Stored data
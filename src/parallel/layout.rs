//! Buffer layout of the parallel mapping
//!
//! Each edge is one row of a point buffer and owns `points_per_edge` columns.
//! When there are more edges than the substrate's maximum extent, edges wrap
//! into further column blocks ("tiles") of the same buffer:
//!
//! ```text
//!            tile 0                 tile 1
//!        col 0 .. ppe-1        col ppe .. 2*ppe-1
//! row 0  edge 0                edge rows
//! row 1  edge 1                edge rows + 1
//! ...
//! ```
//!
//! Tiling only moves cells around; it never changes the numbers computed.

use crate::error::{BundleError, BundleResult};
use crate::geometry::Point;
use crate::graph::EdgeGeometry;
use crate::parallel::substrate::{CHANNELS, KernelParams};

/// Host-side image of a four-channel buffer
#[derive(Debug, Clone, PartialEq)]
pub struct Grid {
    pub width: u32,
    pub height: u32,
    pub data: Vec<f32>,
}

impl Grid {
    pub fn zeroed(width: u32, height: u32) -> Self {
        Self {
            width,
            height,
            data: vec![0.0; width as usize * height as usize * CHANNELS],
        }
    }

    pub fn view(&self) -> GridView<'_> {
        GridView {
            width: self.width,
            height: self.height,
            data: &self.data,
        }
    }

    fn offset(&self, x: u32, y: u32) -> usize {
        (y as usize * self.width as usize + x as usize) * CHANNELS
    }

    pub fn set(&mut self, x: u32, y: u32, texel: [f32; 4]) {
        let offset = self.offset(x, y);
        self.data[offset..offset + CHANNELS].copy_from_slice(&texel);
    }

    pub fn set_point(&mut self, x: u32, y: u32, point: Point) {
        self.set(x, y, [point.x as f32, point.y as f32, point.z as f32, 0.0]);
    }
}

/// Read-only view of a row-major four-channel buffer
#[derive(Debug, Clone, Copy)]
pub struct GridView<'a> {
    pub width: u32,
    pub height: u32,
    pub data: &'a [f32],
}

impl<'a> GridView<'a> {
    pub fn new(width: u32, height: u32, data: &'a [f32]) -> Self {
        Self {
            width,
            height,
            data,
        }
    }

    pub fn texel(&self, x: u32, y: u32) -> [f32; 4] {
        let offset = (y as usize * self.width as usize + x as usize) * CHANNELS;
        [
            self.data[offset],
            self.data[offset + 1],
            self.data[offset + 2],
            self.data[offset + 3],
        ]
    }

    pub fn point(&self, x: u32, y: u32) -> Point {
        let [x, y, z, _] = self.texel(x, y);
        Point::new(x as f64, y as f64, z as f64)
    }
}

/// Largest edge count whose indices a compatibility slot holds exactly.
///
/// Neighbour indices are stored in f32 channels.
pub const MAX_EDGES: usize = 1 << 24;

/// Where each edge lives in the point and compatibility buffers.
#[derive(Debug, Clone, Copy, PartialEq, Eq)]
pub struct TileLayout {
    pub edge_count: u32,
    /// Rows per tile
    pub rows: u32,
    /// Column blocks
    pub tiles: u32,
    /// Columns per edge in the point buffers
    pub points_per_edge: u32,
    /// Columns per edge in the compatibility buffer
    pub capacity: u32,
}

impl TileLayout {
    /// Lay out `edge_count` edges within `max_extent` rows and columns.
    pub fn new(
        edge_count: usize,
        points_per_edge: u32,
        capacity: u32,
        max_extent: u32,
    ) -> BundleResult<Self> {
        let too_large = |required: u64| BundleError::ProblemTooLarge {
            required,
            max_extent,
        };

        if max_extent == 0 {
            return Err(too_large(1));
        }
        if edge_count > MAX_EDGES {
            return Err(too_large(edge_count as u64));
        }
        let edges = u32::try_from(edge_count).map_err(|_| too_large(edge_count as u64))?;
        let tiles = edges.div_ceil(max_extent).max(1);
        let rows = edges.min(max_extent).max(1);

        let point_columns = points_per_edge as u64 * tiles as u64;
        if point_columns > max_extent as u64 {
            return Err(too_large(point_columns));
        }
        let compat_columns = capacity as u64 * tiles as u64;
        if compat_columns > max_extent as u64 {
            return Err(too_large(compat_columns));
        }

        Ok(Self {
            edge_count: edges,
            rows,
            tiles,
            points_per_edge,
            capacity,
        })
    }

    pub fn point_columns(&self) -> u32 {
        self.points_per_edge * self.tiles
    }

    pub fn compat_columns(&self) -> u32 {
        self.capacity * self.tiles
    }

    /// Cell holding column `column` of `edge`, in a buffer with `block`-wide tiles
    pub fn cell(&self, edge: u32, column: u32, block: u32) -> (u32, u32) {
        ((edge / self.rows) * block + column, edge % self.rows)
    }

    pub fn point_cell(&self, edge: u32, column: u32) -> (u32, u32) {
        self.cell(edge, column, self.points_per_edge)
    }

    pub fn compat_cell(&self, edge: u32, slot: u32) -> (u32, u32) {
        self.cell(edge, slot, self.capacity)
    }

    /// Kernel parameters carrying this layout
    pub fn params(&self) -> KernelParams {
        KernelParams {
            edge_count: self.edge_count,
            rows: self.rows,
            tiles: self.tiles,
            points_per_edge: self.points_per_edge,
            capacity: self.capacity,
            subdivisions: 0,
            previous_subdivisions: 0,
            stiffness: 0.0,
            step_size: 0.0,
            threshold: 0.0,
        }
    }

    /// Initial point buffer: source in column 0, target in column 1 of each edge.
    pub fn encode_endpoints(&self, edges: &[EdgeGeometry]) -> Grid {
        let mut grid = Grid::zeroed(self.point_columns(), self.rows);
        for (e, edge) in edges.iter().enumerate() {
            let (x, y) = self.point_cell(e as u32, 0);
            grid.set_point(x, y, edge.source);
            grid.set_point(x + 1, y, edge.target);
        }
        grid
    }

    /// Decode `subdivisions + 2` points per edge from a read-back point buffer.
    ///
    /// Endpoints are replaced by the exact input positions; buffers only hold
    /// f32 copies of them.
    pub fn decode_paths(
        &self,
        data: &[f32],
        edges: &[EdgeGeometry],
        subdivisions: u32,
    ) -> Vec<Vec<Point>> {
        let view = GridView::new(self.point_columns(), self.rows, data);
        edges
            .iter()
            .enumerate()
            .map(|(e, edge)| {
                let mut points: Vec<Point> = (0..subdivisions + 2)
                    .map(|column| {
                        let (x, y) = self.point_cell(e as u32, column);
                        view.point(x, y)
                    })
                    .collect();
                let last = points.len() - 1;
                points[0] = edge.source;
                points[last] = edge.target;
                points
            })
            .collect()
    }

    /// Compatible-edge count the compatibility pass recorded for `edge`
    pub fn compatible_count(&self, data: &[f32], edge: u32) -> usize {
        let view = GridView::new(self.compat_columns(), self.rows, data);
        let (x, y) = self.compat_cell(edge, 0);
        view.texel(x, y)[1] as usize
    }

    /// Compatible-edge indices stored for `edge` (up to capacity)
    pub fn compatible_edges(&self, data: &[f32], edge: u32) -> Vec<usize> {
        let view = GridView::new(self.compat_columns(), self.rows, data);
        (0..self.capacity)
            .map(|slot| {
                let (x, y) = self.compat_cell(edge, slot);
                view.texel(x, y)[0]
            })
            .take_while(|&index| index >= 0.0)
            .map(|index| index as usize)
            .collect()
    }
}

#[cfg(test)]
mod tests {
    use super::*;

    #[test]
    fn test_single_tile_when_edges_fit() {
        let layout = TileLayout::new(100, 66, 500, 8192).unwrap();
        assert_eq!(layout.tiles, 1);
        assert_eq!(layout.rows, 100);
        assert_eq!(layout.point_columns(), 66);
    }

    #[test]
    fn test_tiles_wrap_edges_into_column_blocks() {
        let layout = TileLayout::new(10, 6, 5, 18).unwrap();
        insta::assert_snapshot!(
            format!("{:?}", layout),
            @"TileLayout { edge_count: 10, rows: 10, tiles: 1, points_per_edge: 6, capacity: 5 }"
        );

        let layout = TileLayout::new(10, 6, 5, 4).unwrap_err();
        assert!(matches!(
            layout,
            BundleError::ProblemTooLarge {
                required: 18,
                max_extent: 4
            }
        ));

        let layout = TileLayout::new(40, 4, 5, 16).unwrap();
        assert_eq!((layout.rows, layout.tiles), (16, 3));
        assert_eq!(layout.point_cell(0, 0), (0, 0));
        assert_eq!(layout.point_cell(17, 2), (6, 1));
        assert_eq!(layout.point_cell(39, 3), (11, 7));
        assert_eq!(layout.compat_cell(33, 4), (14, 1));
    }

    #[test]
    fn test_zero_extent_is_rejected() {
        let err = TileLayout::new(1, 3, 1, 0).unwrap_err();
        assert!(matches!(
            err,
            BundleError::ProblemTooLarge {
                required: 1,
                max_extent: 0
            }
        ));
    }

    #[test]
    fn test_edge_count_limited_to_exact_f32_indices() {
        assert!(TileLayout::new(MAX_EDGES, 3, 1, 1 << 30).is_ok());
        let err = TileLayout::new(MAX_EDGES + 1, 3, 1, 1 << 30).unwrap_err();
        assert!(matches!(
            err,
            BundleError::ProblemTooLarge { required, .. } if required == MAX_EDGES as u64 + 1
        ));
    }

    #[test]
    fn test_problem_too_large_message() {
        let err = TileLayout::new(10, 6, 1, 4).unwrap_err();
        insta::assert_snapshot!(
            err,
            @"problem too large: needs a buffer extent of 18, substrate allows 4"
        );
    }

    #[test]
    fn test_encode_then_decode_endpoints() {
        let edges = vec![
            EdgeGeometry::new(Point::planar(0.0, 0.0), Point::planar(1.0, 2.0)),
            EdgeGeometry::new(Point::new(0.1, 0.2, 0.3), Point::planar(5.0, 5.0)),
            EdgeGeometry::new(Point::planar(3.0, 3.0), Point::planar(4.0, 4.0)),
        ];
        let layout = TileLayout::new(edges.len(), 3, 2, 2).unwrap_err();
        assert!(matches!(layout, BundleError::ProblemTooLarge { .. }));

        let layout = TileLayout::new(edges.len(), 3, 2, 6).unwrap();
        let grid = layout.encode_endpoints(&edges);
        let paths = layout.decode_paths(&grid.data, &edges, 0);
        assert_eq!(paths.len(), 3);
        assert_eq!(paths[1], vec![edges[1].source, edges[1].target]);
    }
}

# Goal of the exercise
Write out, please, only the lines from the one with "let err = TileLayout::new(10, 6, 1, 4).unwrap_err();" through the last line above, both included and unchanged.

# The answer
        let err = TileLayout::new(10, 6, 1, 4).unwrap_err();
        insta::assert_snapshot!(
            err,
            @"problem too large: needs a buffer extent of 18, substrate allows 4"
        );
    }

    #[test]
    fn test_encode_then_decode_endpoints() {
        let edges = vec![
            EdgeGeometry::new(Point::planar(0.0, 0.0), Point::planar(1.0, 2.0)),
            EdgeGeometry::new(Point::new(0.1, 0.2, 0.3), Point::planar(5.0, 5.0)),
            EdgeGeometry::new(Point::planar(3.0, 3.0), Point::planar(4.0, 4.0)),
        ];
        let layout = TileLayout::new(edges.len(), 3, 2, 2).unwrap_err();
        assert!(matches!(layout, BundleError::ProblemTooLarge { .. }));

        let layout = TileLayout::new(edges.len(), 3, 2, 6).unwrap();
        let grid = layout.encode_endpoints(&edges);
        let paths = layout.decode_paths(&grid.data, &edges, 0);
        assert_eq!(paths.len(), 3);
        assert_eq!(paths[1], vec![edges[1].source, edges[1].target]);
    }
}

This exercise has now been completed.